* WHAT IS NEEDED *
Starting at the top of the entries, restate word for word each line up to and including the one with "layer-runner -e e2e".

* INPUT FOR THIS TASK *
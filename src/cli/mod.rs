//! CLI argument parsing
//!
//! Defines the command-line interface using clap and converts parsed
//! arguments into immutable execution options. `--help` is handled by
//! clap before any validation runs.

use clap::Parser;
use std::path::PathBuf;

use crate::error::RunnerError;
use crate::executor::EnvOverride;

/// Test-layer orchestration runner
#[derive(Parser, Debug)]
#[command(name = "layer-runner")]
#[command(version = "0.1.0")]
#[command(about = "Run test layers in dependency order or in parallel")]
#[command(long_about = None)]
#[command(after_help = "\
EXAMPLES:
  layer-runner                         # run all layers in dependency order
  layer-runner domain application      # run specific layers
  layer-runner -l domain -l e2e        # same, via flags
  layer-runner -e e2e                  # run all except e2e
  layer-runner -p                      # run all layers in parallel
  layer-runner -d                      # dry run, show the execution plan
  layer-runner -E SQLITE_FILE=./t.db   # override an environment variable
")]
pub struct Args {
    /// Run specific layer(s), can be repeated
    #[arg(short = 'l', long = "layer", value_name = "LAYER")]
    pub layer: Vec<String>,

    /// Exclude specific layer(s), can be repeated
    #[arg(short = 'e', long = "exclude", value_name = "LAYER")]
    pub exclude: Vec<String>,

    /// Run layers in parallel (ignores dependency order)
    #[arg(short, long)]
    pub parallel: bool,

    /// Run in watch mode (advisory)
    #[arg(short, long)]
    pub watch: bool,

    /// Verbose output; child processes inherit the terminal
    #[arg(short, long)]
    pub verbose: bool,

    /// Stop after the first failing layer (sequential mode)
    #[arg(short = 'f', long = "fail-fast")]
    pub fail_fast: bool,

    /// Show what would be executed without running anything
    #[arg(short = 'd', long = "dry-run")]
    pub dry_run: bool,

    /// Override environment variables, can be repeated
    #[arg(short = 'E', long = "env", value_name = "KEY=VALUE")]
    pub env: Vec<String>,

    /// Path to a YAML layer catalog
    #[arg(short = 'c', long = "config", value_name = "FILE")]
    pub config: Option<PathBuf>,

    /// Save the run summary as JSON
    #[arg(short = 'o', long = "output", value_name = "FILE")]
    pub output: Option<PathBuf>,

    /// Layers to run (same as --layer)
    #[arg(value_name = "LAYERS")]
    pub layers: Vec<String>,
}

/// Immutable options for one orchestrator run
#[derive(Clone, Debug, Default)]
pub struct ExecutionOptions {
    /// Requested layer keys; empty means all registered layers
    pub requested: Vec<String>,
    /// Layer keys removed from the selected set
    pub excluded: Vec<String>,
    pub parallel: bool,
    pub watch: bool,
    pub verbose: bool,
    pub fail_fast: bool,
    pub dry_run: bool,
    /// Global overrides, highest precedence, in flag order
    pub env_overrides: Vec<EnvOverride>,
    pub config: Option<PathBuf>,
    pub output: Option<PathBuf>,
}

impl ExecutionOptions {
    /// Build options from parsed arguments.
    ///
    /// Positional layer names are folded into the requested set ahead of
    /// `--layer` flags. Malformed `--env` values fail here, before any
    /// planning, including under `--dry-run`.
    pub fn from_args(args: Args) -> Result<Self, RunnerError> {
        let mut requested = args.layers;
        requested.extend(args.layer);

        let env_overrides = args
            .env
            .iter()
            .map(|s| s.parse())
            .collect::<Result<Vec<EnvOverride>, RunnerError>>()?;

        Ok(Self {
            requested,
            excluded: args.exclude,
            parallel: args.parallel,
            watch: args.watch,
            verbose: args.verbose,
            fail_fast: args.fail_fast,
            dry_run: args.dry_run,
            env_overrides,
            config: args.config,
            output: args.output,
        })
    }
}

#[cfg(test)]
mod tests {
    use super::*;

    #[test]
    fn test_args_parsing() {
        let args = Args::parse_from(["layer-runner", "-l", "domain", "--parallel"]);
        assert_eq!(args.layer, vec!["domain"]);
        assert!(args.parallel);
        assert!(!args.fail_fast);
    }

    #[test]
    fn test_positionals_merge_with_layer_flags() {
        let args = Args::parse_from(["layer-runner", "domain", "application", "-l", "e2e"]);
        let options = ExecutionOptions::from_args(args).unwrap();
        assert_eq!(options.requested, vec!["domain", "application", "e2e"]);
    }

    #[test]
    fn test_repeated_flags() {
        let args = Args::parse_from([
            "layer-runner",
            "-e",
            "e2e",
            "-e",
            "presentation",
            "-E",
            "A=1",
            "-E",
            "B=2",
        ]);
        let options = ExecutionOptions::from_args(args).unwrap();

        assert_eq!(options.excluded, vec!["e2e", "presentation"]);
        assert_eq!(options.env_overrides.len(), 2);
        assert_eq!(options.env_overrides[0].to_string(), "A=1");
        assert_eq!(options.env_overrides[1].to_string(), "B=2");
    }

    #[test]
    fn test_malformed_env_rejected() {
        let args = Args::parse_from(["layer-runner", "-E", "FOO"]);
        let err = ExecutionOptions::from_args(args).unwrap_err();
        assert!(matches!(err, RunnerError::InvalidEnvFormat(ref s) if s == "FOO"));
    }

    #[test]
    fn test_malformed_env_rejected_even_with_dry_run() {
        let args = Args::parse_from(["layer-runner", "--dry-run", "-E", "FOO"]);
        assert!(ExecutionOptions::from_args(args).is_err());
    }

    #[test]
    fn test_boolean_flags() {
        let args = Args::parse_from(["layer-runner", "-p", "-w", "-v", "-f", "-d"]);
        let options = ExecutionOptions::from_args(args).unwrap();
        assert!(options.parallel);
        assert!(options.watch);
        assert!(options.verbose);
        assert!(options.fail_fast);
        assert!(options.dry_run);
    }
}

* OUTPUT *
filename src/cli/mod.rs
//! CLI argument parsing
//!
//! Defines the command-line interface using clap and converts parsed
//! arguments into immutable execution options. `--help` is handled by
//! clap before any validation runs.

use clap::Parser;
use std::path::PathBuf;

use crate::error::RunnerError;
use crate::executor::EnvOverride;

/// Test-layer orchestration runner
#[derive(Parser, Debug)]
#[command(name = "layer-runner")]
#[command(version = "0.1.0")]
#[command(about = "Run test layers in dependency order or in parallel")]
#[command(long_about = None)]
#[command(after_help = "\
EXAMPLES:
  layer-runner                         # run all layers in dependency order
  layer-runner domain application      # run specific layers
  layer-runner -l domain -l e2e        # same, via flags
  layer-runner -e e2e                  # run all except e2e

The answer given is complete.